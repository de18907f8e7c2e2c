use std::collections::HashMap;

use parking_lot::Mutex;
use serde::{Deserialize, Serialize};
use sqlx::SqlitePool;
use tutorly_algo::{topic_breakdown, WeaknessConfig};

use crate::config::PlanLimits;
use crate::db::operations::lessons::{self, CardRow};
use crate::db::operations::qa::{self, QaRow};
use crate::db::operations::reviews;
use crate::db::operations::users::UserRow;
use crate::services::llm_provider::{ChatMessage, LLMError, LLMProvider};
use crate::services::plan::{self, Feature, PlanError};
use crate::time::format_timestamp_ms_iso_millis;

pub const MAX_QUESTION_CHARS: usize = 2000;
pub const ANSWER_CACHE_TTL_MS: i64 = 10 * 60 * 1000;
const ANSWER_CACHE_CAPACITY: usize = 10_000;
const WEAK_TOPICS_IN_PROMPT: usize = 3;
const WEAK_TOPIC_ACCURACY: f64 = 0.8;
pub const DEFAULT_HISTORY_LIMIT: i64 = 20;
pub const MAX_HISTORY_LIMIT: i64 = 100;

#[derive(Debug, thiserror::Error)]
pub enum TutorError {
    #[error("validation error: {0}")]
    Validation(String),
    #[error(transparent)]
    Plan(#[from] PlanError),
    #[error(transparent)]
    Llm(#[from] LLMError),
    #[error(transparent)]
    Sql(#[from] sqlx::Error),
}

#[derive(Debug, Clone, PartialEq, Eq, Hash)]
struct CacheKey {
    user_id: String,
    card_id: Option<String>,
    question: String,
}

#[derive(Debug, Clone)]
struct CachedAnswer {
    answer: String,
    model: String,
    stored_at_ms: i64,
}

/// Recent answers per learner, so a repeated question is neither re-sent to
/// the model nor charged against the quota.
#[derive(Default)]
pub struct AnswerCache {
    entries: Mutex<HashMap<CacheKey, CachedAnswer>>,
}

impl AnswerCache {
    pub fn new() -> Self {
        Self::default()
    }

    fn get(&self, key: &CacheKey, now_ms: i64) -> Option<CachedAnswer> {
        let entries = self.entries.lock();
        entries
            .get(key)
            .filter(|hit| now_ms - hit.stored_at_ms < ANSWER_CACHE_TTL_MS)
            .cloned()
    }

    fn insert(&self, key: CacheKey, answer: CachedAnswer, now_ms: i64) {
        let mut entries = self.entries.lock();
        if entries.len() >= ANSWER_CACHE_CAPACITY {
            entries.retain(|_, v| now_ms - v.stored_at_ms < ANSWER_CACHE_TTL_MS);
        }
        if entries.len() >= ANSWER_CACHE_CAPACITY {
            tracing::warn!(size = entries.len(), "answer cache full, clearing");
            entries.clear();
        }
        entries.insert(key, answer);
    }

    pub fn len(&self) -> usize {
        self.entries.lock().len()
    }

    pub fn is_empty(&self) -> bool {
        self.len() == 0
    }
}

#[derive(Debug, Clone, Deserialize)]
#[serde(rename_all = "camelCase")]
pub struct AskRequest {
    pub question: String,
    #[serde(default)]
    pub card_id: Option<String>,
}

#[derive(Debug, Clone, Serialize)]
#[serde(rename_all = "camelCase")]
pub struct TutorAnswer {
    pub id: Option<String>,
    pub question: String,
    pub answer: String,
    pub model: String,
    pub card_id: Option<String>,
    pub cached: bool,
    pub used_today: Option<i64>,
    pub daily_limit: Option<u32>,
}

#[derive(Debug, Clone, Serialize)]
#[serde(rename_all = "camelCase")]
pub struct HistoryEntry {
    pub id: String,
    pub card_id: Option<String>,
    pub question: String,
    pub answer: String,
    pub model: String,
    pub created_at: Option<String>,
}

pub struct TutorDeps<'a> {
    pub pool: &'a SqlitePool,
    pub llm: &'a LLMProvider,
    pub cache: &'a AnswerCache,
    pub limits: &'a PlanLimits,
}

fn normalize_question(question: &str) -> String {
    question
        .split_whitespace()
        .collect::<Vec<_>>()
        .join(" ")
        .to_lowercase()
}

pub fn validate_question(question: &str) -> Result<String, TutorError> {
    let trimmed = question.trim();
    if trimmed.is_empty() {
        return Err(TutorError::Validation("question is required".to_string()));
    }
    if trimmed.chars().count() > MAX_QUESTION_CHARS {
        return Err(TutorError::Validation(format!(
            "question must be at most {MAX_QUESTION_CHARS} characters"
        )));
    }
    Ok(trimmed.to_string())
}

/// Topics where the learner answers least accurately, weakest first.
async fn weak_topics(pool: &SqlitePool, user_id: &str, now_ms: i64) -> Result<Vec<String>, sqlx::Error> {
    let items: Vec<_> = reviews::list_items(pool, user_id)
        .await?
        .iter()
        .map(|row| row.item_stats())
        .collect();

    Ok(topic_breakdown(&items, now_ms, &WeaknessConfig::default())
        .into_iter()
        .filter(|t| t.accuracy.is_some_and(|acc| acc < WEAK_TOPIC_ACCURACY))
        .take(WEAK_TOPICS_IN_PROMPT)
        .map(|t| t.topic)
        .collect())
}

pub fn build_system_prompt(weak_topics: &[String], card_context: Option<(&str, &str)>) -> String {
    let mut prompt = String::from(
        "You are a patient tutor. Explain clearly and briefly, check understanding, \
         and prefer worked examples over definitions.",
    );
    if !weak_topics.is_empty() {
        prompt.push_str(&format!(
            "\nThe learner currently struggles with: {}. Connect your explanation to these topics when relevant.",
            weak_topics.join(", ")
        ));
    }
    if let Some((card_prompt, card_answer)) = card_context {
        prompt.push_str(&format!(
            "\nThe question is about the flashcard \"{card_prompt}\" whose answer is \"{card_answer}\"."
        ));
    }
    prompt
}

/// Loads a card the learner may discuss. Cards of premium lessons need
/// `PremiumLessons`.
async fn readable_card(
    pool: &SqlitePool,
    user: &UserRow,
    card_id: &str,
    now_ms: i64,
) -> Result<CardRow, TutorError> {
    let card = lessons::get_cards_by_ids(pool, &[card_id.to_string()])
        .await?
        .into_iter()
        .next()
        .ok_or_else(|| TutorError::Validation(format!("unknown card {card_id}")))?;

    let premium = lessons::get_lesson(pool, &card.lesson_id)
        .await?
        .is_some_and(|lesson| lesson.premium);
    if premium {
        plan::require(user, Feature::PremiumLessons, now_ms)?;
    }
    Ok(card)
}

pub async fn ask(
    deps: &TutorDeps<'_>,
    user: &UserRow,
    request: &AskRequest,
    now_ms: i64,
) -> Result<TutorAnswer, TutorError> {
    let question = validate_question(&request.question)?;
    let card_id = request
        .card_id
        .as_deref()
        .map(str::trim)
        .filter(|id| !id.is_empty())
        .map(str::to_string);

    let card = match &card_id {
        Some(id) => Some(readable_card(deps.pool, user, id, now_ms).await?),
        None => None,
    };

    let key = CacheKey {
        user_id: user.id.clone(),
        card_id: card_id.clone(),
        question: normalize_question(&question),
    };
    if let Some(hit) = deps.cache.get(&key, now_ms) {
        tracing::debug!(user_id = %user.id, "tutor answer served from cache");
        return Ok(TutorAnswer {
            id: None,
            question,
            answer: hit.answer,
            model: hit.model,
            card_id,
            cached: true,
            used_today: None,
            daily_limit: None,
        });
    }

    if !deps.llm.is_available() {
        return Err(LLMError::NotConfigured("LLM_API_KEY").into());
    }

    let grant = plan::consume(deps.pool, user, Feature::TutorQuestion, deps.limits, now_ms).await?;

    let topics = weak_topics(deps.pool, &user.id, now_ms).await?;
    let system = build_system_prompt(
        &topics,
        card.as_ref().map(|c| (c.prompt.as_str(), c.answer.as_str())),
    );
    let messages = [ChatMessage::system(system), ChatMessage::user(question.clone())];

    let completion = match deps.llm.complete(&messages).await {
        Ok(completion) => completion,
        Err(err) => {
            if let Err(release_err) =
                plan::release(deps.pool, &user.id, Feature::TutorQuestion, now_ms).await
            {
                tracing::warn!(error = %release_err, "failed to release tutor quota");
            }
            return Err(err.into());
        }
    };

    let row = QaRow {
        id: uuid::Uuid::new_v4().to_string(),
        user_id: user.id.clone(),
        card_id: card_id.clone(),
        question: question.clone(),
        answer: completion.text.clone(),
        model: completion.model.clone(),
        created_at: now_ms,
    };
    qa::insert_qa(deps.pool, &row).await?;

    deps.cache.insert(
        key,
        CachedAnswer {
            answer: completion.text.clone(),
            model: completion.model.clone(),
            stored_at_ms: now_ms,
        },
        now_ms,
    );

    tracing::info!(
        user_id = %user.id,
        model = %completion.model,
        weak_topics = topics.len(),
        used_today = grant.used_today,
        "tutor question answered"
    );

    Ok(TutorAnswer {
        id: Some(row.id),
        question,
        answer: completion.text,
        model: completion.model,
        card_id,
        cached: false,
        used_today: Some(grant.used_today),
        daily_limit: grant.daily_limit,
    })
}

pub async fn history(
    pool: &SqlitePool,
    user_id: &str,
    limit: i64,
) -> Result<Vec<HistoryEntry>, TutorError> {
    let rows = qa::list_qa(pool, user_id, limit.clamp(1, MAX_HISTORY_LIMIT)).await?;
    Ok(rows
        .into_iter()
        .map(|row| HistoryEntry {
            created_at: format_timestamp_ms_iso_millis(row.created_at),
            id: row.id,
            card_id: row.card_id,
            question: row.question,
            answer: row.answer,
            model: row.model,
        })
        .collect())
}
********************
▸ Aim of the exercise: All that belongs in the answer is the run of lines above from the line containing "pub struct HistoryEntry" through the line containing "pub pool: &'a", exactly as written.

▸ Response below:
pub struct HistoryEntry {
    pub id: String,
    pub card_id: Option<String>,
    pub question: String,
    pub answer: String,
    pub model: String,
    pub created_at: Option<String>,
}

pub struct TutorDeps<'a> {
    pub pool: &'a SqlitePool,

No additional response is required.